Эшелоны пришли, когда уже вскрылись реки; тогда же в лагере случился обвал в недавно начатой штольне.
Внутри породы, кажущейся незыблемым монолитом, бывают зоны тектонических трещин, которые нельзя обнаружить с поверхности; камень там тысячекратно изломан сдвижками горных пластов и существует в состоянии неразрывной расколотости: в эти трещины не вогнать и бритвенного лезвия, настолько плотно камень сжимает камень, но гора уже ослаблена изнутри, и если в такую зону попадает горная выработка, породы лопаются, трещины расходятся, потолок забоя рушится на головы шахтеров; давление, притиравшее глыбу к глыбе до зеркального блеска, «сбрасывается» в одном выплеске, и чем упорней человек будет стараться пробить ход в таких изувеченных породах, тем страшнее будет ответ горы: стук кирок, отбойных молотков, скрип буров будет отзываться в ее недрах, будто пробуждая спящие слепые силы, и каменное небо подземелья еще не раз подломит столбы крепи.
Штольня, которую недавно заложили в лагере, на второй сотне метров врубилась именно в такую зону; выработка велась в сланцах, в тонкослойной породе, бывшей когда-то донными осадками древних морей, в которых не было еще жизни, — сланцевые плиты были пусты и звонки, ни раковина, ни рыбий скелет не отпечатались в них. Нужно было пробиться сквозь сланцы, чтобы достичь рудоносных пород, но сланцы не поддавались: родовые схватки горного массива перевернули их толщу, и теперь сланцевые пласты залегали не горизонтально, как некогда отложились на дне, а вертикально, подобно тысячам прижатых друг к другу гильотинных ножей. И когда взрывы в забое сдвинули равновесие внутри горы, ударили в каменный свод, распирая, раздирая незаметные трещины, тяжелые и острые сланцевые плиты посыпались вниз, сокрушая деревянную крепь, перерубая вагонеточные рельсы — и людей.

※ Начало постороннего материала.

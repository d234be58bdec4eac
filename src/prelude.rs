pub use anyhow::{anyhow, bail, Result};
pub use log::{debug, error, info, trace, warn};

pub use crate::config::{self, Config, OutputShape, ReadMode};
pub use crate::error::{DecodeError, TransportError};
pub use crate::options::{Mode, Options};
pub use crate::solarmax::catalog::{self, AlarmCode, StatusCode, TypeCode};
pub use crate::solarmax::inverter::{TcpTransport, Transport};
pub use crate::solarmax::metric::{Metric, MetricCode, MetricValue, Scale};
pub use crate::solarmax::packet::{InverterId, Reply, Request};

Работы в забое остановили; геологи сошлись на том, что достаточно еще один раз произвести взрывы — и опасная зона будет пройдена, а обрушившиеся породы можно укрепить, зажать стальными подпорками, спаять цементом. Но кто-то должен был войти в забой и пробурить отверстия, пятиметровые шпуры для взрывчатки; прежде повторных взрывов нельзя было ничего укреплять, они разрушили бы крепеж.

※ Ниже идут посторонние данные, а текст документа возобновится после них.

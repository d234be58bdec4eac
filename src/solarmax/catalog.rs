//! Static lookup tables for the SolarMax protocol.
//!
//! The metric table maps every code the inverter understands to a
//! description. Status, alarm and type codes are decoded from `SYS`, `SAL`
//! and `TYP` replies respectively.

use serde::Serialize;

/// Metric code → description, sorted by code.
///
/// `SE1` is answered by the inverter without a usable key, so it carries an
/// empty description and is never requested.
pub const METRICS: &[(&str, &str)] = &[
    ("ADR", "Address"),
    ("BDN", "Build number"),
    ("CAC", "Start Ups (?)"),
    ("DDY", "Date day"),
    ("DIN", "Date in integer format with offset 23.12.1510"),
    ("DMT", "Date month"),
    ("DYR", "Date year"),
    ("EC00", "Error Code 0"),
    ("EC01", "Error Code 1"),
    ("EC02", "Error Code 2"),
    ("EC03", "Error Code 3"),
    ("EC04", "Error Code 4"),
    ("EC05", "Error Code 5"),
    ("EC06", "Error Code 6"),
    ("EC07", "Error Code 7"),
    ("EC08", "Error Code 8"),
    ("FDAT", "datetime ?"),
    ("F_AC", "Grid Frequency"),
    ("ID01", "String 1 Current (A)"),
    ("ID02", "String 2 Current (A)"),
    ("ID03", "String 3 Current (A)"),
    ("IDC", "DC Current (A)"),
    ("IL1", "AC Current Phase 1 (A)"),
    ("IL2", "AC Current Phase 2 (A)"),
    ("IL3", "AC Current Phase 3 (A)"),
    ("KDL", "Energy yesterday (Wh)"),
    ("KDY", "Energy today (kWh)"),
    ("KHR", "Operating Hours"),
    ("KLM", "Energy last month (kWh)"),
    ("KLY", "Energy last year (kWh)"),
    ("KMT", "Energy this month (kWh)"),
    ("KT0", "Total Energy(kWh)"),
    ("KYR", "Energy this year (kWh)"),
    ("LAN", "Language"),
    ("MAC", "MAC Address"),
    ("PAC", "AC Power (W)"),
    ("PDC", "DC Power (W)"),
    ("PIN", "Installed Power (W)"),
    ("PRL", "Relative power (%)"),
    ("SAL", "System Alarms"),
    ("SDAT", "datetime ?"),
    ("SE1", ""),
    ("SWV", "Software Version"),
    ("SYS", "System Status"),
    ("THR", "Time hours"),
    ("TKK", "Inverter Temperature (C)"),
    ("TMI", "Time minutes"),
    ("TNF", "Generated Frequency (Hz)"),
    ("TNP", "Grid period duration"),
    ("TYP", "Type"),
    ("UD01", "String 1 Voltage (V)"),
    ("UD02", "String 2 Voltage (V)"),
    ("UD03", "String 3 Voltage (V)"),
    ("UDC", "DC Voltage (V)"),
    ("UL1", "AC Voltage Phase 1 (V)"),
    ("UL2", "AC Voltage Phase 2 (V)"),
    ("UL3", "AC Voltage Phase 3 (V)"),
    ("U_AC", "?"),
    ("U_L1L2", "Phase1 to Phase2 Voltage (V)"),
    ("U_L2L3", "Phase2 to Phase3 Voltage (V)"),
    ("U_L3L1", "Phase3 to Phase1 Voltage (V)"),
];

/// Catalog description for `code`, `None` if the inverter does not know it.
pub fn description(code: &str) -> Option<&'static str> {
    METRICS
        .binary_search_by(|(c, _)| (*c).cmp(code))
        .ok()
        .map(|i| METRICS[i].1)
}

/// True for codes that may be put into a request.
pub fn is_requestable(code: &str) -> bool {
    description(code).is_some_and(|d| !d.is_empty())
}

pub fn all_codes() -> Vec<&'static str> {
    METRICS.iter().map(|(c, _)| *c).collect()
}

pub fn entries() -> &'static [(&'static str, &'static str)] {
    METRICS
}

// {{{ StatusCode
/// Value of the `SYS` metric.
#[derive(Clone, Copy, Debug, PartialEq, Eq, Hash, PartialOrd, Ord, Serialize)]
#[serde(transparent)]
pub struct StatusCode(pub i64);

impl StatusCode {
    /// Offset subtracted from status codes in the plain output shape.
    pub const BASE: i64 = 20000;

    pub const READ_ERROR: StatusCode = StatusCode(29997);
    pub const SEND_ERROR: StatusCode = StatusCode(29998);
    pub const NOT_REACHABLE: StatusCode = StatusCode(29999);

    pub fn label(&self) -> Option<&'static str> {
        let s = match self.0 {
            20001 => "Running",
            20002 => "Irradiance too low",
            20003 => "Startup",
            20004 => "MPP operation",
            20006 => "Maximum power",
            20007 => "Temperature limitation",
            20008 => "Mains operation",
            20009 => "Idc limitation",
            20010 => "Iac limitation",
            20011 => "Test mode",
            20012 => "Remote controlled",
            20013 => "Restart delay",
            20014 => "External limitation",
            20015 => "Frequency limitation",
            20016 => "Restart limitation",
            20017 => "Booting",
            20018 => "Insufficient boot power",
            20019 => "Insufficient power",
            20021 => "Uninitialized",
            20022 => "Disabled",
            20023 => "Idle",
            20024 => "Powerunit not ready",
            20050 => "Program firmware",
            20101 => "Device error 101",
            20102 => "Device error 102",
            20103 => "Device error 103",
            20104 => "Device error 104",
            20105 => "Insulation fault DC",
            20106 => "Insulation fault DC",
            20107 => "Device error 107",
            20108 => "Device error 108",
            20109 => "Vdc too high",
            20110 => "Device error 110",
            20111 => "Device error 111",
            20112 => "Device error 112",
            20113 => "Device error 113",
            20114 => "Ierr too high",
            20115 => "No mains",
            20116 => "Frequency too high",
            20117 => "Frequency too low",
            20118 => "Mains error",
            20119 => "Vac 10min too high",
            20120 => "Device error 120",
            20121 => "Device error 121",
            20122 => "Vac too high",
            20123 => "Vac too low",
            20124 => "Device error 124",
            20125 => "Device error 125",
            20126 => "Error ext. input 1",
            20127 => "Fault ext. input 2",
            20128 => "Device error 128",
            20129 => "Incorr. rotation dir.",
            20130 => "Device error 130",
            20131 => "Main switch off",
            20132 => "Device error 132",
            20133 => "Device error 133",
            20134 => "Device error 134",
            20135 => "Device error 135",
            20136 => "Device error 136",
            20137 => "Device error 137",
            20138 => "Device error 138",
            20139 => "Device error 139",
            20140 => "Device error 140",
            20141 => "Device error 141",
            20142 => "Device error 142",
            20143 => "Device error 143",
            20144 => "Device error 144",
            20145 => "df/dt too high",
            20146 => "Device error 146",
            20147 => "Device error 147",
            20148 => "Device error 148",
            20150 => "Ierr step too high",
            20151 => "Ierr step too high",
            20153 => "Device error 153",
            20154 => "Shutdown 1",
            20155 => "Shutdown 2",
            20156 => "Device error 156",
            20157 => "Insulation fault DC",
            20158 => "Device error 158",
            20159 => "Device error 159",
            20160 => "Device error 160",
            20161 => "Device error 161",
            20163 => "Device error 163",
            20164 => "Ierr too high",
            20165 => "No mains",
            20166 => "Frequency too high",
            20167 => "Frequency too low",
            20168 => "Mains error",
            20169 => "Vac 10min too high",
            20170 => "Device error 170",
            20171 => "Device error 171",
            20172 => "Vac too high",
            20173 => "Vac too low",
            20174 => "Device error 174",
            20175 => "Device error 175",
            20176 => "Error DC polarity",
            20177 => "Device error 177",
            20178 => "Device error 178",
            20179 => "Device error 179",
            20180 => "Vdc too low",
            20181 => "Blocked external",
            20185 => "Device error 185",
            20186 => "Device error 186",
            20187 => "Device error 187",
            20188 => "Device error 188",
            20189 => "L and N interchanged",
            20190 => "Below-average yield",
            20191 => "Limitation error",
            20198 => "Device error 198",
            20199 => "Device error 199",
            20999 => "Device error 999",

            // local transport failures, see solarmax::inverter
            29997 => "Inverter response read error",
            29998 => "Inverter network send timeout",
            29999 => "Inverter network i/o timeout or not reachable",

            _ => return None,
        };

        Some(s)
    }
}
// }}}

// {{{ AlarmCode
/// Value of the `SAL` metric.
#[derive(Clone, Copy, Debug, PartialEq, Eq, Hash, PartialOrd, Ord, Serialize)]
#[serde(transparent)]
pub struct AlarmCode(pub i64);

impl AlarmCode {
    pub fn label(&self) -> Option<&'static str> {
        let s = match self.0 {
            0 => "No Error",
            1 => "External Fault 1",
            2 => "Insulation fault DC side",
            4 => "Earth fault current too large",
            8 => "Fuse failure midpoint Earth",
            16 => "External alarm 2",
            32 => "Long-term temperature limit",
            64 => "Error AC supply ",
            128 => "External alarm 4",
            256 => "Fan failure",
            512 => "Fuse failure ",
            1024 => "Failure temperature sensor",
            2048 => "Alarm 12",
            4096 => "Alarm 13",
            8192 => "Alarm 14",
            16384 => "Alarm 15",
            32768 => "Alarm 16",
            65536 => "Alarm 17",
            _ => return None,
        };

        Some(s)
    }
}
// }}}

// {{{ TypeCode
/// Value of the `TYP` metric.
#[derive(Clone, Copy, Debug, PartialEq, Eq, Hash, PartialOrd, Ord, Serialize)]
#[serde(transparent)]
pub struct TypeCode(pub i64);

impl TypeCode {
    pub fn label(&self) -> Option<&'static str> {
        match self.0 {
            20010 => Some("SolarMax 2000S"),
            20020 => Some("SolarMax 3000S"),
            20030 => Some("SolarMax 4200S"),
            20040 => Some("SolarMax 6000S"),
            _ => None,
        }
    }
}
// }}}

Те, кто уцелел из бригады, которую посекло обвалом, идти отказались; к штольне приехал Второй дед. Все думали, что он будет угрожать расстрелом, и гадали, какая погибель — от пули или от камня — пересилит другую. У штольни собрались и знатоки смертного дела, и те, кто под смертью ходил; и для тех, и для других она была единственным, по сути, событием здешних мест, здешнего перевернутого мира, где жизнь становилась предельно однообразной, а смерть — чрезвычайно разноликой. Жизнь съеживалась, а смерть, наоборот, умножалась, учащалась, как учащается биение пульса. Она и была пульсом этого мира, где предметы начинали проводить смерть, как проволока проводит ток: теплая шапка становилась шапкой-за-которую-могут-убить, а лом и лопата превращались в инструмент-который-убивает. Жизнь тела ускорялась, отпущенные человеку десятилетия миновали за годы; но внутренней жизни это ускорение не касалось, и в преждевременной старости люди вырождались: немощь требует особых сил — сил существовать в немощи, в стариковстве, а эти силы не созидаются столь же быстро, сколь быстро истощается человек в тяжком труде.

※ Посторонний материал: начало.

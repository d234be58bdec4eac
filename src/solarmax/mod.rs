//! SolarMax ASCII protocol: request encoding, reply decoding and the TCP
//! exchange between them.

pub mod catalog;       // Metric, status, alarm and type tables
pub mod inverter;      // TCP transport and synthetic failure replies
pub mod metric;        // Metric codes, scaling and labels
pub mod packet;        // Request and reply frames
pub mod reply_decoder; // Frame reassembly from the byte stream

Но Второй дед не послал уцелевших горняков в штольню; он стоял у темного зева, откуда даже в жаркий день тянет хладной сыростью, вдыхая минеральный запах раздробленных сланцев, смешавшийся с вонью взрывчатки; в штольне по всем трещинам текла вода, иногда рушились глыбы со свода, и казалось, что под землей смутно движется тягостный, дремучий разум горы; он не мстил, не угрожал — он просто ворочался, не в силах осознать себя самое. Рост кристаллов, движения пород измеряются таким числом лет, что камень не заметит человеческих событий; а мы, спускаясь под землю, входим в спрессованные эпохи, оказываемся в прошлом столь отдаленном, что вся длительность нашей жизни «схлопывается» до нуля.